Seperti yang diberitakan Aids Watch Indonesia (2013) bahwa diskriminasi terhadap ODHA  tidak hanya terjadi pada ODHA yang masih hidup saja, tetapi diskriminasi ini juga terjadi pada ODHA yang telah meninggal. Masyarakat masih banyak yang tidak mau memandikan jenazah ODHA, padahal memandikan jenazah merupakan bagian penting dari proses pemakaman di Kota Bandung yang mayoritas beragama Islam. Kasus diskriminasi terhadap jenazah ODHA ini pernah terjadi di Bandung. Ketika ada warga yang meninggal akibat terinfeksi HIV AIDS, warga yang lainnya tidak mau memandikan jenazah tersebut kerena takut tertular HIV/AIDS. 

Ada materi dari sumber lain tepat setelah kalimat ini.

//! Tar stream decoding into materialized entries.

use std::fs;
use std::io::{self, Cursor, Read};
use std::path::Path;

use crate::archive_path::{ArchivePath, sanitize_member_name, trim_dir_suffix};
use crate::codec::{CodecMethod, open_reader};
use crate::ownership::Ownership;
use crate::timestamp::{Timestamps, parse_pax_time};
use crate::{Error, Result};

use super::entry::{Entry, EntryKind};

/// Reads every member of the archive file at `path`, in stream order.
///
/// An empty file is an empty archive.
///
/// # Errors
///
/// Returns [`Error::Io`] if the file cannot be read and
/// [`Error::MalformedArchive`] if the stream is corrupt or truncated.
pub fn read_archive(path: impl AsRef<Path>, method: Option<CodecMethod>) -> Result<Vec<Entry>> {
    let path = path.as_ref();
    let bytes = fs::read(path)?;
    if bytes.is_empty() {
        log::debug!("{} is empty, treating as an empty archive", path.display());
        return Ok(Vec::new());
    }
    read_entries(Cursor::new(bytes), method)
}

/// Reads every member from a raw (possibly compressed) tar stream.
///
/// Members are returned in stream order with their content fully read. If a
/// name appears more than once, every occurrence is returned; callers that
/// build a name map keep the last one.
///
/// # Errors
///
/// Returns [`Error::Codec`] if the decoder cannot be set up and
/// [`Error::MalformedArchive`] for any header, checksum, codec stream, or
/// truncation failure while reading.
pub fn read_entries<R: Read + Send>(raw: R, method: Option<CodecMethod>) -> Result<Vec<Entry>> {
    let decoder = open_reader(raw, method)?;
    let mut archive = tar::Archive::new(decoder);

    let mut out = Vec::new();
    {
        let entries = archive
            .entries()
            .map_err(|e| Error::malformed(None, e.to_string()))?;

        let mut last_name: Option<String> = None;
        for item in entries {
            let mut raw_entry = item.map_err(|e| {
                let reason = match &last_name {
                    Some(name) => format!("{} (after entry '{}')", e, name),
                    None => e.to_string(),
                };
                Error::malformed(None, reason)
            })?;

            let entry = decode_member(&mut raw_entry)?;
            last_name = Some(entry.name.clone());
            if entry.name.is_empty() {
                log::debug!("skipping archive root member");
                continue;
            }
            out.push(entry);
        }
    }

    // Codec trailers (checksums, frame ends) follow the end-of-archive blocks
    let mut decoder = archive.into_inner();
    io::copy(&mut decoder, &mut io::sink())
        .map_err(|e| Error::malformed(None, format!("damaged stream after last entry: {}", e)))?;

    log::debug!("decoded {} members", out.len());
    Ok(out)
}

fn decode_member<R: Read>(raw: &mut tar::Entry<'_, R>) -> Result<Entry> {
    let raw_name = text_field(&raw.path_bytes(), "member name")?;
    let name = sanitize_member_name(&raw_name);
    let malformed = |reason: String| Error::malformed(Some(&name), reason);

    if !name.is_empty() {
        ArchivePath::new(trim_dir_suffix(&name)).map_err(|e| malformed(e.to_string()))?;
    }

    let link_name = match raw.link_name_bytes() {
        Some(bytes) => Some(
            std::str::from_utf8(&bytes)
                .map_err(|_| malformed("link target is not valid UTF-8".to_string()))?
                .to_string(),
        ),
        None => None,
    };

    let mut pax = PaxOverrides::default();
    if let Some(extensions) = raw
        .pax_extensions()
        .map_err(|e| malformed(format!("bad PAX header: {}", e)))?
    {
        for extension in extensions {
            let extension = extension.map_err(|e| malformed(format!("bad PAX record: {}", e)))?;
            if let (Ok(key), Ok(value)) = (extension.key(), extension.value()) {
                pax.record(key, value);
            }
        }
    }

    let header = raw.header();
    let mut kind = EntryKind::from_entry_type(header.entry_type());
    if kind == EntryKind::File && name.ends_with('/') {
        kind = EntryKind::Directory;
    }

    let fields = header.as_old();
    let mode = numeric_field(&fields.mode, header.mode())
        .map_err(|e| malformed(format!("bad mode field: {}", e)))?;
    let uid = numeric_field(&fields.uid, header.uid())
        .map_err(|e| malformed(format!("bad uid field: {}", e)))?;
    let gid = numeric_field(&fields.gid, header.gid())
        .map_err(|e| malformed(format!("bad gid field: {}", e)))?;
    let modified = numeric_field(&fields.mtime, header.mtime())
        .map_err(|e| malformed(format!("bad mtime field: {}", e)))?;

    let mut accessed = pax.accessed;
    let mut changed = pax.changed;
    if let Some(gnu) = header.as_gnu() {
        if accessed.is_none() {
            accessed = gnu.atime().ok().filter(|&t| t != 0);
        }
        if changed.is_none() {
            changed = gnu.ctime().ok().filter(|&t| t != 0);
        }
    }

    let ownership = Ownership {
        uid: pax.uid.unwrap_or(uid),
        gid: pax.gid.unwrap_or(gid),
        user_name: pax.user_name.or_else(|| non_empty(header.username())),
        group_name: pax.group_name.or_else(|| non_empty(header.groupname())),
    };

    let device = match (header.device_major(), header.device_minor()) {
        (Ok(Some(major)), Ok(Some(minor))) if matches!(kind, EntryKind::Other(_)) => {
            Some((major, minor))
        }
        _ => None,
    };

    let expected = raw.size();
    let mut content = Vec::with_capacity(expected.min(64 * 1024 * 1024) as usize);
    raw.read_to_end(&mut content)
        .map_err(|e| malformed(format!("cannot read content: {}", e)))?;
    if (content.len() as u64) < expected {
        return Err(malformed(format!(
            "content truncated: expected {} bytes, got {}",
            expected,
            content.len()
        )));
    }
    if kind == EntryKind::Directory || kind.is_link() {
        content.clear();
    }

    Ok(Entry {
        name,
        kind,
        mode,
        ownership,
        timestamps: Timestamps {
            modified: pax.modified.unwrap_or(modified),
            accessed,
            changed,
        },
        link_name,
        device,
        content,
    })
}

/// PAX records that take precedence over the fixed header fields.
#[derive(Debug, Default)]
struct PaxOverrides {
    uid: Option<u64>,
    gid: Option<u64>,
    user_name: Option<String>,
    group_name: Option<String>,
    modified: Option<u64>,
    accessed: Option<u64>,
    changed: Option<u64>,
}

impl PaxOverrides {
    fn record(&mut self, key: &str, value: &str) {
        match key {
            "uid" => self.uid = value.parse().ok(),
            "gid" => self.gid = value.parse().ok(),
            "uname" if !value.is_empty() => self.user_name = Some(value.to_string()),
            "gname" if !value.is_empty() => self.group_name = Some(value.to_string()),
            "mtime" => self.modified = parse_pax_time(value),
            "atime" => self.accessed = parse_pax_time(value),
            "ctime" => self.changed = parse_pax_time(value),
            _ => {}
        }
    }
}

/// Decodes a name field, refusing bytes that are not UTF-8.
///
/// Member names are stored as `String`, so a lossy conversion would rename
/// the member on the next rewrite.
fn text_field(bytes: &[u8], what: &str) -> Result<String> {
    match std::str::from_utf8(bytes) {
        Ok(text) => Ok(text.to_string()),
        Err(_) => {
            let shown = String::from_utf8_lossy(bytes);
            Err(Error::malformed(
                Some(shown.as_ref()),
                format!("{} is not valid UTF-8", what),
            ))
        }
    }
}

/// A numeric header field that is all NUL or spaces reads as zero.
fn numeric_field<T: Default>(raw: &[u8], parsed: io::Result<T>) -> io::Result<T> {
    if raw.iter().all(|&b| b == 0 || b == b' ') {
        return Ok(T::default());
    }
    parsed
}

fn non_empty(field: std::result::Result<Option<&str>, std::str::Utf8Error>) -> Option<String> {
    match field {
        Ok(Some(value)) if !value.is_empty() => Some(value.to_string()),
        _ => None,
    }
}
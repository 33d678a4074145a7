//! Brotli compression codec.
//!
//! Brotli is a compression algorithm developed by Google, optimized for web
//! content. The generic level is used directly as the Brotli quality, so
//! levels 10 and 11 are never selected.

use std::io::{self, Read, Write};

use brotli::CompressorWriter;
use brotli::Decompressor;

use super::{CodecMethod, Decoder, Encoder};

/// Default buffer size for the Brotli reader and writer.
const BUFFER_SIZE: usize = 4096;

/// Brotli decoder.
pub struct BrotliDecoder<R: Read> {
    inner: Decompressor<R>,
}

impl<R: Read> std::fmt::Debug for BrotliDecoder<R> {
    fn fmt(&self, f: &mut std::fmt::Formatter<'_>) -> std::fmt::Result {
        f.debug_struct("BrotliDecoder").finish_non_exhaustive()
    }
}

impl<R: Read + Send> BrotliDecoder<R> {
    /// Creates a new Brotli decoder.
    pub fn new(input: R) -> Self {
        Self {
            inner: Decompressor::new(input, BUFFER_SIZE),
        }
    }
}

impl<R: Read + Send> Read for BrotliDecoder<R> {
    fn read(&mut self, buf: &mut [u8]) -> io::Result<usize> {
        self.inner.read(buf)
    }
}

impl<R: Read + Send> Decoder for BrotliDecoder<R> {
    fn method(&self) -> Option<CodecMethod> {
        Some(CodecMethod::Brotli)
    }
}

/// Brotli encoder options.
#[derive(Debug, Clone)]
pub struct BrotliEncoderOptions {
    /// Compression quality (0-11, default 4).
    pub quality: u32,
    /// LG window size (10-24, default 22).
    pub lg_window_size: u32,
}

impl Default for BrotliEncoderOptions {
    fn default() -> Self {
        Self {
            quality: 4,
            lg_window_size: 22,
        }
    }
}

impl BrotliEncoderOptions {
    /// Creates options with the given quality.
    pub fn with_level(level: u32) -> Self {
        Self {
            quality: level.min(11),
            ..Default::default()
        }
    }
}

/// Brotli encoder.
pub struct BrotliEncoder<W: Write> {
    inner: CompressorWriter<W>,
}

impl<W: Write> std::fmt::Debug for BrotliEncoder<W> {
    fn fmt(&self, f: &mut std::fmt::Formatter<'_>) -> std::fmt::Result {
        f.debug_struct("BrotliEncoder").finish_non_exhaustive()
    }
}

impl<W: Write + Send> BrotliEncoder<W> {
    /// Creates a new Brotli encoder.
    pub fn new(output: W, options: &BrotliEncoderOptions) -> Self {
        Self {
            inner: CompressorWriter::new(
                output,
                BUFFER_SIZE,
                options.quality,
                options.lg_window_size,
            ),
        }
    }

    /// Finishes encoding and returns the underlying writer.
    pub fn try_finish(mut self) -> io::Result<W> {
        self.inner.flush()?;
        Ok(self.inner.into_inner())
    }
}

impl<W: Write + Send> Write for BrotliEncoder<W> {
    fn write(&mut self, buf: &[u8]) -> io::Result<usize> {
        self.inner.write(buf)
    }

    fn flush(&mut self) -> io::Result<()> {
        self.inner.flush()
    }
}

impl<W: Write + Send> Encoder for BrotliEncoder<W> {
    fn method(&self) -> Option<CodecMethod> {
        Some(CodecMethod::Brotli)
    }

    fn finish(self: Box<Self>) -> io::Result<()> {
        self.try_finish()?;
        Ok(())
    }
}
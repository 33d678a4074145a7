//! Expansion of command line input arguments.

use std::fmt;
use std::path::PathBuf;

/// Error type for input expansion
#[derive(Debug)]
pub enum InputError {
    /// The argument is not a valid glob pattern
    Pattern(String, glob::PatternError),
    /// A glob pattern matched nothing
    NoMatch(String),
}

impl fmt::Display for InputError {
    fn fmt(&self, f: &mut fmt::Formatter<'_>) -> fmt::Result {
        match self {
            Self::Pattern(arg, e) => write!(f, "Invalid glob pattern '{}': {}", arg, e),
            Self::NoMatch(arg) => write!(f, "No files match '{}'", arg),
        }
    }
}

impl std::error::Error for InputError {}

/// Expands glob metacharacters in input arguments.
///
/// Arguments without metacharacters are passed through unchanged so a
/// missing file is reported by the library with its path. Matches of one
/// pattern are kept in sorted order.
pub fn expand_inputs(args: &[String]) -> Result<Vec<PathBuf>, InputError> {
    let mut paths = Vec::new();
    for arg in args {
        if !has_glob_meta(arg) {
            paths.push(PathBuf::from(arg));
            continue;
        }

        let walker = glob::glob(arg).map_err(|e| InputError::Pattern(arg.clone(), e))?;
        let mut matched: Vec<PathBuf> = walker
            .filter_map(|entry| match entry {
                Ok(path) => Some(path),
                Err(e) => {
                    log::warn!("skipping unreadable match for '{}': {}", arg, e);
                    None
                }
            })
            .collect();
        if matched.is_empty() {
            return Err(InputError::NoMatch(arg.clone()));
        }
        matched.sort();
        paths.extend(matched);
    }
    Ok(paths)
}

fn has_glob_meta(arg: &str) -> bool {
    arg.contains(['*', '?', '['])
}
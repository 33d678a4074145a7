//! CLI tool for editing tar archives in place.

mod commands;
mod detect;
mod exit_codes;
mod inputs;
mod output;
mod progress;
mod prompt;

use std::path::PathBuf;
use std::sync::Arc;
use std::sync::atomic::{AtomicBool, Ordering};

use clap::{CommandFactory, Parser, Subcommand, ValueEnum};
use clap_complete::{Shell, generate};
use retar::{CodecMethod, CollisionPolicy};

use exit_codes::ExitCode;

/// In-place tar archive editor
#[derive(Parser)]
#[command(name = "retar")]
#[command(author, version, about = "In-place tar archive editor", long_about = None)]
#[command(propagate_version = true)]
pub struct Cli {
    #[command(subcommand)]
    command: Commands,

    /// Compression algorithm (default: inferred from the archive extension)
    #[arg(long, short = 'A', value_enum, global = true)]
    algorithm: Option<Algorithm>,

    /// Compression level (0 = fastest, 9 = best)
    #[arg(long, short = 'L', default_value = "4", global = true)]
    level: u32,

    /// Number of compression threads (0 = single-threaded)
    #[arg(long, short = 't', default_value = "0", global = true)]
    threads: u32,

    /// What to do when an appended file already exists in the archive
    #[arg(long, value_enum, default_value = "rename", global = true)]
    on_collision: CollisionMode,

    /// Output format
    #[arg(long, short = 'f', value_enum, default_value = "human", global = true)]
    format: OutputFormat,

    /// Suppress progress output
    #[arg(long, short = 'q', global = true)]
    quiet: bool,
}

#[derive(Subcommand)]
enum Commands {
    /// Create a new archive, overwriting any existing file (alias: c)
    #[command(alias = "c")]
    Create {
        /// Archive file to create ('-' for stdout)
        archive: PathBuf,

        /// Files and directories to add (glob patterns supported)
        #[arg(required = true)]
        files: Vec<String>,

        /// Do not descend into directories
        #[arg(long)]
        no_recursion: bool,
    },

    /// Append files, renaming duplicates (alias: a)
    #[command(alias = "a")]
    Append {
        /// Archive file to append to (created if missing)
        archive: PathBuf,

        /// Files and directories to add (glob patterns supported)
        #[arg(required = true)]
        files: Vec<String>,

        /// Do not descend into directories
        #[arg(long)]
        no_recursion: bool,
    },

    /// Add files or replace members with the same name (alias: u)
    #[command(alias = "u")]
    Update {
        /// Archive file to update (created if missing)
        archive: PathBuf,

        /// Files and directories to add (glob patterns supported)
        #[arg(required = true)]
        files: Vec<String>,

        /// Do not descend into directories
        #[arg(long)]
        no_recursion: bool,
    },

    /// Delete members matching glob patterns or directory prefixes (alias: d)
    #[command(alias = "d")]
    Delete {
        /// Archive file to delete from
        archive: PathBuf,

        /// Member patterns, e.g. '*.tmp' or 'logs/'
        #[arg(required = true)]
        patterns: Vec<String>,
    },

    /// Rewrite the archive in canonical member order (alias: r)
    #[command(alias = "r")]
    Reorganize {
        /// Archive file to rewrite
        archive: PathBuf,
    },

    /// List archive contents (alias: l)
    #[command(alias = "l")]
    List {
        /// Archive file to list ('-' for stdin)
        archive: PathBuf,
    },

    /// Show member counts and total size (alias: s)
    #[command(alias = "s")]
    Stats {
        /// Archive file to inspect ('-' for stdin)
        archive: PathBuf,
    },

    /// Extract members from archive (alias: x)
    #[command(alias = "x")]
    Extract {
        /// Archive file to extract ('-' for stdin)
        archive: PathBuf,

        /// Member patterns to extract (default: everything)
        patterns: Vec<String>,

        /// Output directory
        #[arg(short = 'C', long, default_value = ".")]
        output: PathBuf,

        /// Write the content of selected files to stdout instead
        #[arg(short = 'O', long)]
        to_stdout: bool,

        /// Restore owner and group ids
        #[arg(long)]
        preserve_owner: bool,
    },

    /// Generate shell completions
    Completions {
        /// Shell to generate completions for
        #[arg(value_enum)]
        shell: Shell,
    },
}

#[derive(Copy, Clone, PartialEq, Eq, ValueEnum)]
pub enum OutputFormat {
    Human,
    Json,
}

#[derive(Copy, Clone, PartialEq, Eq, ValueEnum)]
pub enum CollisionMode {
    Ask,
    Rename,
    Skip,
    Fail,
}

impl From<CollisionMode> for CollisionPolicy {
    fn from(mode: CollisionMode) -> Self {
        match mode {
            CollisionMode::Ask => CollisionPolicy::ask(prompt::ConfirmPrompt),
            CollisionMode::Rename => CollisionPolicy::Rename,
            CollisionMode::Skip => CollisionPolicy::Skip,
            CollisionMode::Fail => CollisionPolicy::Fail,
        }
    }
}

#[derive(Copy, Clone, PartialEq, Eq, ValueEnum)]
pub enum Algorithm {
    None,
    Gzip,
    Zlib,
    Bzip2,
    Xz,
    Lzma,
    Lz4,
    Zstd,
    /// Snappy framing; S2 streams using block extensions cannot be read
    S2,
    Brotli,
}

impl Algorithm {
    /// The codec to use; `None` writes a plain tar stream.
    pub fn method(self) -> Option<CodecMethod> {
        match self {
            Self::None => None,
            Self::Gzip => Some(CodecMethod::Gzip),
            Self::Zlib => Some(CodecMethod::Zlib),
            Self::Bzip2 => Some(CodecMethod::Bzip2),
            Self::Xz => Some(CodecMethod::Xz),
            Self::Lzma => Some(CodecMethod::Lzma),
            Self::Lz4 => Some(CodecMethod::Lz4),
            Self::Zstd => Some(CodecMethod::Zstd),
            Self::S2 => Some(CodecMethod::S2),
            Self::Brotli => Some(CodecMethod::Brotli),
        }
    }
}

fn main() {
    // First Ctrl+C stops before the archive is rewritten, the second exits
    let cancel = Arc::new(AtomicBool::new(false));
    let flag = Arc::clone(&cancel);
    ctrlc::set_handler(move || {
        if flag.swap(true, Ordering::SeqCst) {
            eprintln!("\nInterrupted");
            std::process::exit(exit_codes::USER_INTERRUPT);
        }
        eprintln!("\nCancelling, the archive is left unchanged (Ctrl+C again to abort)");
    })
    .ok();

    let cli = Cli::parse();

    let ctx = commands::Context {
        algorithm: cli.algorithm,
        level: cli.level,
        threads: cli.threads,
        collision: cli.on_collision,
        format: cli.format,
        quiet: cli.quiet,
        cancel,
    };

    let exit_code = match cli.command {
        Commands::Create {
            archive,
            files,
            no_recursion,
        } => commands::create(&ctx, &archive, &files, !no_recursion),

        Commands::Append {
            archive,
            files,
            no_recursion,
        } => commands::append(&ctx, &archive, &files, !no_recursion),

        Commands::Update {
            archive,
            files,
            no_recursion,
        } => commands::update(&ctx, &archive, &files, !no_recursion),

        Commands::Delete { archive, patterns } => commands::delete(&ctx, &archive, &patterns),

        Commands::Reorganize { archive } => commands::reorganize(&ctx, &archive),

        Commands::List { archive } => commands::list(&ctx, &archive),

        Commands::Stats { archive } => commands::stats(&ctx, &archive),

        Commands::Extract {
            archive,
            patterns,
            output,
            to_stdout,
            preserve_owner,
        } => commands::extract(
            &ctx,
            &commands::ExtractConfig {
                archive_path: &archive,
                patterns: &patterns,
                output_dir: &output,
                to_stdout,
                preserve_owner,
            },
        ),

        Commands::Completions { shell } => {
            let mut cmd = Cli::command();
            let name = cmd.get_name().to_string();
            generate(shell, &mut cmd, name, &mut std::io::stdout());
            ExitCode::Success
        }
    };

    std::process::exit(exit_code.code());
}
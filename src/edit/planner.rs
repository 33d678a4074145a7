//! Applying mutation requests to the member set.

use crate::progress::{MutationEvent, ProgressReporter};
use crate::{Error, Result};

use super::collision::{CollisionPolicy, Resolution};
use super::members::MemberSet;
use super::operation::Operation;

/// Counts of the changes a plan made.
#[derive(Debug, Clone, Copy, Default, PartialEq, Eq)]
pub struct PlanSummary {
    /// Members inserted by add requests, renamed ones included.
    pub added: usize,
    /// Members inserted or replaced by update requests.
    pub updated: usize,
    /// Added members stored under a suffixed name.
    pub renamed: usize,
    /// Added members left out after a collision.
    pub skipped: usize,
    /// Members removed by delete requests.
    pub deleted: usize,
}

/// Applies `operations` to `members` left to right.
///
/// Each request sees the effects of the ones before it. Every change is
/// reported to `reporter`, and cancellation is checked before each request.
///
/// # Errors
///
/// Stops at the first failing request: a source that cannot be read, a
/// collision under [`CollisionPolicy::Fail`], or cancellation. `members` may
/// then be partially modified; callers discard it.
pub fn plan(
    members: &mut MemberSet,
    operations: &[Operation],
    policy: &CollisionPolicy,
    reporter: &mut dyn ProgressReporter,
) -> Result<PlanSummary> {
    let mut summary = PlanSummary::default();

    for operation in operations {
        if reporter.should_cancel() {
            return Err(Error::Cancelled);
        }
        log::debug!("applying {} request", operation.operation_type());

        match operation {
            Operation::Add { source, recursive } => {
                for mut entry in source.collect(*recursive)? {
                    match policy.resolve(&entry.name, entry.is_dir(), members)? {
                        Resolution::Original => {}
                        Resolution::Renamed(new_name) => {
                            log::warn!("'{}' already exists, storing as '{}'", entry.name, new_name);
                            reporter.on_event(&MutationEvent::Renamed {
                                from: &entry.name,
                                to: &new_name,
                            });
                            entry.name = new_name;
                            summary.renamed += 1;
                        }
                        Resolution::Abandon => {
                            reporter.on_event(&MutationEvent::Skipped { name: &entry.name });
                            summary.skipped += 1;
                            continue;
                        }
                    }
                    reporter.on_event(&MutationEvent::Added {
                        name: &entry.name,
                        size: entry.size(),
                    });
                    members.insert(entry);
                    summary.added += 1;
                }
            }
            Operation::Update { source, recursive } => {
                for entry in source.collect(*recursive)? {
                    reporter.on_event(&MutationEvent::Updated {
                        name: &entry.name,
                        size: entry.size(),
                    });
                    members.insert(entry);
                    summary.updated += 1;
                }
            }
            Operation::Delete { pattern } => {
                let removed = members.remove_where(|name| pattern.matches(name));
                if removed.is_empty() {
                    log::debug!("pattern '{}' matched nothing", pattern);
                }
                for entry in &removed {
                    reporter.on_event(&MutationEvent::Deleted { name: &entry.name });
                }
                summary.deleted += removed.len();
            }
        }
    }

    Ok(summary)
}
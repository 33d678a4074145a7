//! Archive mutation requests.

use super::pattern::MemberPattern;
use super::source::EntrySource;
use crate::Result;

/// A pending mutation of an archive.
#[derive(Debug, Clone)]
pub enum Operation {
    /// Add members, resolving name collisions with the collision policy.
    Add {
        /// Where the members come from.
        source: EntrySource,
        /// Walk directories.
        recursive: bool,
    },
    /// Insert members, replacing any member of the same name.
    Update {
        /// Where the members come from.
        source: EntrySource,
        /// Walk directories.
        recursive: bool,
    },
    /// Remove every member the pattern selects.
    Delete {
        /// Selection pattern.
        pattern: MemberPattern,
    },
}

impl Operation {
    /// Returns the operation type as a string.
    pub fn operation_type(&self) -> &'static str {
        match self {
            Operation::Add { .. } => "add",
            Operation::Update { .. } => "update",
            Operation::Delete { .. } => "delete",
        }
    }
}

/// Builder for creating operations fluently.
#[derive(Debug, Default)]
pub struct OperationBuilder {
    operations: Vec<Operation>,
}

impl OperationBuilder {
    /// Creates a new operation builder.
    pub fn new() -> Self {
        Self::default()
    }

    /// Adds an add operation that walks directories.
    pub fn add(mut self, source: impl Into<EntrySource>) -> Self {
        self.operations.push(Operation::Add {
            source: source.into(),
            recursive: true,
        });
        self
    }

    /// Adds an update operation that walks directories.
    pub fn update(mut self, source: impl Into<EntrySource>) -> Self {
        self.operations.push(Operation::Update {
            source: source.into(),
            recursive: true,
        });
        self
    }

    /// Adds a delete operation.
    ///
    /// # Errors
    ///
    /// Returns [`Error::Pattern`](crate::Error::Pattern) if the pattern does
    /// not compile.
    pub fn delete(mut self, pattern: &str) -> Result<Self> {
        self.operations.push(Operation::Delete {
            pattern: MemberPattern::new(pattern)?,
        });
        Ok(self)
    }

    /// Appends an already built operation.
    pub fn push(mut self, operation: Operation) -> Self {
        self.operations.push(operation);
        self
    }

    /// Builds the list of operations.
    pub fn build(self) -> Vec<Operation> {
        self.operations
    }
}
use std::path::{Path, PathBuf};

use anyhow::{Context, Result};
use chrono::Utc;
use owo_colors::OwoColorize;
use s2c_core::ics::{IcsOptions, generate_ics};
use s2c_core::source::ScheduleInput;

use crate::render::{Render, pluralize};

use super::{CompileArgs, Prepared, prepare};

pub fn run(args: &CompileArgs, output: Option<PathBuf>) -> Result<()> {
    let Prepared {
        config,
        input,
        schedule,
    } = prepare(args)?;

    println!("{}", schedule.activity.render().bold());
    for event in &schedule.events {
        println!("   {}", event.render());
    }

    let path = output.unwrap_or_else(|| {
        let dir = config
            .output_dir()
            .unwrap_or_else(|| PathBuf::from("."));
        dir.join(input.default_file_name())
    });

    let ics = generate_ics(
        &schedule,
        &IcsOptions {
            calendar_name: Some(calendar_name(&input)),
            dtstamp: Utc::now(),
        },
    )?;
    write_ics(&path, &ics)?;

    let count = schedule.events.len();
    println!(
        "\n{} Wrote {} {} to {}",
        "✓".green(),
        count,
        pluralize("event", count),
        path.display()
    );

    Ok(())
}

fn calendar_name(input: &ScheduleInput) -> String {
    match (&input.school_year, &input.semester) {
        (Some(year), Some(semester)) => format!("{year} term {semester}"),
        _ => "Timetable".to_string(),
    }
}

fn write_ics(path: &Path, ics: &str) -> Result<()> {
    if let Some(parent) = path.parent().filter(|p| !p.as_os_str().is_empty()) {
        std::fs::create_dir_all(parent)
            .with_context(|| format!("Could not create {}", parent.display()))?;
    }
    std::fs::write(path, ics).with_context(|| format!("Could not write {}", path.display()))
}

Stigma berasal dari bahasa Yunani yang berarti tanda yang disematkan pada tubuh untuk menunjukkan bahwa orang yang dimaksud telah melakukan perbuatan imoral (Pharris A, Hua NP, Tishelman C, Marrone G, Chuc NTK, Brugha R, et al, 2011;11). Menurut Herek, Stigma terkait AIDS adalah segala persangkaan, penghinaan dan diskriminasi yang ditujukan kepada ODHA serta individu, kelompok atau komunitas yang berhubungan dengan ODHA tersebut. (Herek GM, Capitanjo JP, Widaman KF. 2002;92(3):371-7). Diskriminasi merupakan aksi atau tindakan yang berasal dari munculnya stigma dan langsung ditujukan kepada orang yang terstigma. (UNAIDS  2005)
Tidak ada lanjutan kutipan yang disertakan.